▶ **Task directions**
Exactly as written, copy the lines of the data below from the first through the one containing "the next frame.".

▶ **Dataset records**
########################################

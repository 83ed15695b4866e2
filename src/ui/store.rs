use super::confirm::{ConfirmFuture, ConfirmSender};
use super::options::{AlertOptions, Callback, ConfirmOptions, ToastOptions};
use super::state::{ConfirmPhase, ToastDuration, UiRequestState};
use crate::config::UiConfig;
use crate::error::ConfirmError;
use crate::scheduler::after_frame;
use crate::store::{Store, Subscription};
use crate::timer::{TimerId, TimerQueue};
use parking_lot::Mutex;
use std::sync::atomic::AtomicBool;
use std::sync::{Arc, LazyLock, Weak};
use tracing::{debug, trace, warn};

static GLOBAL: LazyLock<UiStore> = LazyLock::new(|| UiStore::new(UiConfig::default()));

struct PendingConfirm {
    sender: ConfirmSender,
    on_confirm: Option<Callback>,
    on_cancel: Option<Callback>,
    on_dismiss_focus: Option<Callback>,
}

/// Everything that cannot live in the plain-data snapshot
#[derive(Default)]
struct Hooks {
    on_acknowledge: Option<Callback>,
    alert_dismiss_focus: Option<Callback>,
    confirm: Option<PendingConfirm>,
    confirm_phase: ConfirmPhase,
    // Bumped on every request_confirm; a resolution only hides the dialog it answered
    confirm_seq: u64,
    toast_timer: Option<TimerId>,
    // Bumped on every toast show or dismiss; stale timer tasks compare against it
    toast_seq: u64,
}

pub(crate) struct UiStoreInner {
    state: Store<UiRequestState>,
    hooks: Mutex<Hooks>,
    timers: TimerQueue,
    config: UiConfig,
    pub(crate) overlay_mounted: AtomicBool,
}

/// Process-wide coordinator for loading, alert, confirm and toast requests
///
/// Request functions are fire-and-forget: they update the
/// [`UiRequestState`] snapshot and the overlay renders it on the next frame.
/// None of them fail or panic. Cloning yields another handle to the same
/// store.
///
/// Toast auto-dismissal is driven by [`timers`](Self::timers); hand the queue
/// to a [`FrameLoop`](crate::FrameLoop) or call
/// [`TimerQueue::run_due`] from the host loop.
///
/// # Example
///
/// ```ignore
/// let ui = UiStore::global();
/// ui.push_loading();
/// let answer = ui.request_confirm("Delete file?", ConfirmOptions::new().severity(Severity::Danger));
/// // ... the overlay calls ui.resolve_confirm(true) ...
/// if answer.await == Ok(true) {
///     ui.request_toast("Deleted", ToastOptions::new().severity(Severity::Success));
/// }
/// ui.pop_loading();
/// ```
#[derive(Clone)]
pub struct UiStore {
    pub(crate) inner: Arc<UiStoreInner>,
}

/// Non-owning handle to a [`UiStore`]
#[derive(Clone)]
pub struct WeakUiStore {
    inner: Weak<UiStoreInner>,
}

impl WeakUiStore {
    /// The store, if it is still alive
    pub fn upgrade(&self) -> Option<UiStore> {
        self.inner.upgrade().map(|inner| UiStore { inner })
    }
}

impl std::fmt::Debug for WeakUiStore {
    fn fmt(&self, f: &mut std::fmt::Formatter<'_>) -> std::fmt::Result {
        f.debug_struct("WeakUiStore")
            .field("alive", &(self.inner.strong_count() > 0))
            .finish()
    }
}

impl UiStore {
    /// Create a store whose toast timers run on the system clock
    pub fn new(config: UiConfig) -> Self {
        Self::with_timers(config, TimerQueue::new())
    }

    /// Create a store scheduling toast timers on `timers`
    pub fn with_timers(config: UiConfig, timers: TimerQueue) -> Self {
        Self {
            inner: Arc::new(UiStoreInner {
                state: Store::new(UiRequestState::default()),
                hooks: Mutex::new(Hooks::default()),
                timers,
                config,
                overlay_mounted: AtomicBool::new(false),
            }),
        }
    }

    /// The process-wide store, created with the default config on first use
    pub fn global() -> &'static UiStore {
        &GLOBAL
    }

    /// Non-owning handle, for timer tasks and overlay actions
    pub fn downgrade(&self) -> WeakUiStore {
        WeakUiStore {
            inner: Arc::downgrade(&self.inner),
        }
    }

    /// Snapshot of all request slots
    pub fn state(&self) -> UiRequestState {
        self.inner.state.snapshot()
    }

    /// The underlying observable store
    pub fn store(&self) -> &Store<UiRequestState> {
        &self.inner.state
    }

    /// Call `callback` with the snapshot on every frame following a change
    pub fn subscribe<F>(&self, callback: F) -> Subscription
    where
        F: FnMut(&UiRequestState) + Send + 'static,
    {
        self.inner.state.subscribe(callback)
    }

    /// Call `callback` whenever the selected part of the snapshot changes
    pub fn select<T, Sel, F>(&self, selector: Sel, callback: F) -> Subscription
    where
        T: PartialEq + Send + 'static,
        Sel: Fn(&UiRequestState) -> T + Send + 'static,
        F: FnMut(&T) + Send + 'static,
    {
        self.inner.state.select(selector, callback)
    }

    /// Queue driving toast auto-dismissal
    pub fn timers(&self) -> &TimerQueue {
        &self.inner.timers
    }

    /// Defaults in effect
    pub fn config(&self) -> &UiConfig {
        &self.inner.config
    }

    /// Where the confirm slot is in its lifecycle
    pub fn confirm_phase(&self) -> ConfirmPhase {
        self.inner.hooks.lock().confirm_phase
    }

    /// Outstanding loading requests
    pub fn loading_count(&self) -> usize {
        self.inner.state.read(|state| state.loading.count)
    }

    /// Add a loading request; returns the new count
    pub fn push_loading(&self) -> usize {
        let count = self.inner.state.update(|state| {
            state.loading.count += 1;
            state.loading.visible = true;
            state.loading.count
        });
        debug!(count, "loading pushed");
        count
    }

    /// Remove a loading request; returns the new count
    ///
    /// The count never goes below zero. Popping at zero changes nothing.
    pub fn pop_loading(&self) -> usize {
        if self.loading_count() == 0 {
            debug!("pop_loading at zero ignored");
            return 0;
        }
        let count = self.inner.state.update(|state| {
            state.loading.count = state.loading.count.saturating_sub(1);
            state.loading.visible = state.loading.count > 0;
            state.loading.count
        });
        debug!(count, "loading popped");
        count
    }

    /// Force the loading indicator on or off
    ///
    /// Resets the count to 1 or 0, discarding outstanding pushes; mixing this
    /// with [`push_loading`](Self::push_loading) in overlapping flows hides the
    /// indicator early.
    pub fn set_loading(&self, visible: bool) {
        self.inner.state.update(|state| {
            state.loading.count = usize::from(visible);
            state.loading.visible = visible;
        });
        debug!(visible, "loading forced");
    }

    /// Show an alert, replacing any alert already shown
    pub fn request_alert(&self, message: impl Into<String>, options: AlertOptions) {
        let AlertOptions {
            title,
            severity,
            on_acknowledge,
            on_dismiss_focus,
        } = options;
        let replaced = {
            let mut hooks = self.inner.hooks.lock();
            let replaced = hooks.on_acknowledge.is_some();
            hooks.on_acknowledge = on_acknowledge;
            hooks.alert_dismiss_focus = on_dismiss_focus;
            replaced
        };

        let message = message.into();
        let title = title.unwrap_or_else(|| self.inner.config.labels.notice_title.clone());
        let severity = severity.unwrap_or_default();
        debug!(%severity, replaced, "alert requested");
        self.inner.state.update(|state| {
            state.alert.visible = true;
            state.alert.title = title;
            state.alert.message = message;
            state.alert.severity = severity;
        });
    }

    /// Hide the alert and run its callbacks
    ///
    /// `on_acknowledge` runs immediately; `on_dismiss_focus` runs after the
    /// frame that hides the dialog. Does nothing when no alert is shown.
    pub fn acknowledge_alert(&self) {
        if !self.inner.state.read(|state| state.alert.visible) {
            debug!("acknowledge_alert without a visible alert ignored");
            return;
        }
        let (on_acknowledge, on_dismiss_focus) = {
            let mut hooks = self.inner.hooks.lock();
            (hooks.on_acknowledge.take(), hooks.alert_dismiss_focus.take())
        };

        self.inner.state.update(|state| state.alert.visible = false);
        debug!("alert acknowledged");

        if let Some(callback) = on_acknowledge {
            callback();
        }
        if let Some(callback) = on_dismiss_focus {
            after_frame(callback);
        }
    }

    /// Ask the user a yes/no question
    ///
    /// The returned future resolves once [`resolve_confirm`](Self::resolve_confirm)
    /// is called. A confirm still pending is superseded: its future resolves to
    /// `Err(ConfirmError::Superseded)` and its callbacks are dropped unrun.
    pub fn request_confirm(
        &self,
        message: impl Into<String>,
        options: ConfirmOptions,
    ) -> ConfirmFuture {
        let ConfirmOptions {
            title,
            severity,
            confirm_label,
            cancel_label,
            on_confirm,
            on_cancel,
            on_dismiss_focus,
        } = options;
        let (sender, future) = ConfirmFuture::channel();

        let superseded = {
            let mut hooks = self.inner.hooks.lock();
            hooks.confirm_seq += 1;
            hooks.confirm_phase = ConfirmPhase::Pending;
            hooks.confirm.replace(PendingConfirm {
                sender,
                on_confirm,
                on_cancel,
                on_dismiss_focus,
            })
        };
        if let Some(previous) = superseded {
            warn!("confirm superseded by a newer request");
            // The earlier caller may have dropped its future already
            let _ = previous.sender.send(Err(ConfirmError::Superseded));
        }

        let labels = &self.inner.config.labels;
        let message = message.into();
        let title = title.unwrap_or_else(|| labels.confirm_title.clone());
        let confirm_label = confirm_label.unwrap_or_else(|| labels.confirm_label.clone());
        let cancel_label = cancel_label.unwrap_or_else(|| labels.cancel_label.clone());
        let severity = severity.unwrap_or_default();
        debug!(%severity, "confirm requested");
        self.inner.state.update(|state| {
            let confirm = &mut state.confirm;
            confirm.visible = true;
            confirm.title = title;
            confirm.message = message;
            confirm.severity = severity;
            confirm.confirm_label = confirm_label;
            confirm.cancel_label = cancel_label;
        });

        future
    }

    /// Answer the pending confirm
    ///
    /// Runs `on_confirm` or `on_cancel`, settles the future with `Ok(answer)`,
    /// hides the dialog, and queues `on_dismiss_focus` after the hide frame.
    /// A new confirm requested from inside a callback stays visible. Does
    /// nothing when no confirm is pending.
    pub fn resolve_confirm(&self, answer: bool) {
        let (pending, seq) = {
            let mut hooks = self.inner.hooks.lock();
            let Some(pending) = hooks.confirm.take() else {
                debug!(answer, "resolve_confirm without a pending confirm ignored");
                return;
            };
            hooks.confirm_phase = ConfirmPhase::Resolving;
            (pending, hooks.confirm_seq)
        };
        let PendingConfirm {
            sender,
            on_confirm,
            on_cancel,
            on_dismiss_focus,
        } = pending;
        debug!(answer, "confirm resolved");

        let callback = if answer { on_confirm } else { on_cancel };
        if let Some(callback) = callback {
            callback();
        }
        // The caller may have dropped the future
        let _ = sender.send(Ok(answer));

        let still_current = {
            let mut hooks = self.inner.hooks.lock();
            let current = hooks.confirm_seq == seq;
            if current {
                hooks.confirm_phase = ConfirmPhase::Idle;
            }
            current
        };
        if still_current {
            self.inner.state.update(|state| state.confirm.visible = false);
        }

        if let Some(callback) = on_dismiss_focus {
            after_frame(callback);
        }
    }

    /// Show a toast, replacing the current one and restarting its timer
    pub fn request_toast(&self, message: impl Into<String>, options: ToastOptions) {
        let toast_config = &self.inner.config.toast;
        let duration = options.duration.unwrap_or_else(|| toast_config.duration());
        let position = options.position.unwrap_or(toast_config.position);
        let severity = options.severity.unwrap_or_default();

        {
            let mut hooks = self.inner.hooks.lock();
            if let Some(timer) = hooks.toast_timer.take() {
                self.inner.timers.cancel(timer);
            }
            hooks.toast_seq += 1;
            if let ToastDuration::After(delay) = duration {
                let seq = hooks.toast_seq;
                let store = self.downgrade();
                let timer = self.inner.timers.schedule(delay, move || {
                    if let Some(store) = store.upgrade() {
                        store.expire_toast(seq);
                    }
                });
                hooks.toast_timer = Some(timer);
            }
        }

        let message = message.into();
        debug!(%severity, ?position, ?duration, "toast requested");
        self.inner.state.update(|state| {
            let toast = &mut state.toast;
            toast.visible = true;
            toast.message = message;
            toast.severity = severity;
            toast.position = position;
            toast.duration_ms = duration.as_millis();
        });
    }

    /// Hide the toast and cancel its timer
    pub fn dismiss_toast(&self) {
        {
            let mut hooks = self.inner.hooks.lock();
            if let Some(timer) = hooks.toast_timer.take() {
                self.inner.timers.cancel(timer);
            }
            hooks.toast_seq += 1;
        }
        if !self.inner.state.read(|state| state.toast.visible) {
            debug!("dismiss_toast without a visible toast ignored");
            return;
        }
        debug!("toast dismissed");
        self.inner.state.update(|state| state.toast.visible = false);
    }

    fn expire_toast(&self, seq: u64) {
        {
            let mut hooks = self.inner.hooks.lock();
            if hooks.toast_seq != seq {
                return;
            }
            hooks.toast_timer = None;
        }
        trace!("toast expired");
        self.inner.state.update(|state| state.toast.visible = false);
    }
}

########################################

▶ **Response for this exercise**
repository 83ed15695b4866e2
filename src/ui/store.rs
use super::confirm::{ConfirmFuture, ConfirmSender};
use super::options::{AlertOptions, Callback, ConfirmOptions, ToastOptions};
use super::state::{ConfirmPhase, ToastDuration, UiRequestState};
use crate::config::UiConfig;
use crate::error::ConfirmError;
use crate::scheduler::after_frame;
use crate::store::{Store, Subscription};
use crate::timer::{TimerId, TimerQueue};
use parking_lot::Mutex;
use std::sync::atomic::AtomicBool;
use std::sync::{Arc, LazyLock, Weak};
use tracing::{debug, trace, warn};

static GLOBAL: LazyLock<UiStore> = LazyLock::new(|| UiStore::new(UiConfig::default()));

struct PendingConfirm {
    sender: ConfirmSender,
    on_confirm: Option<Callback>,
    on_cancel: Option<Callback>,
    on_dismiss_focus: Option<Callback>,
}

/// Everything that cannot live in the plain-data snapshot
#[derive(Default)]
struct Hooks {
    on_acknowledge: Option<Callback>,
    alert_dismiss_focus: Option<Callback>,
    confirm: Option<PendingConfirm>,
    confirm_phase: ConfirmPhase,
    // Bumped on every request_confirm; a resolution only hides the dialog it answered
    confirm_seq: u64,
    toast_timer: Option<TimerId>,
    // Bumped on every toast show or dismiss; stale timer tasks compare against it
    toast_seq: u64,
}

pub(crate) struct UiStoreInner {
    state: Store<UiRequestState>,
    hooks: Mutex<Hooks>,
    timers: TimerQueue,
    config: UiConfig,
    pub(crate) overlay_mounted: AtomicBool,
}

/// Process-wide coordinator for loading, alert, confirm and toast requests
///
/// Request functions are fire-and-forget: they update the
/// [`UiRequestState`] snapshot and the overlay renders it on the next frame.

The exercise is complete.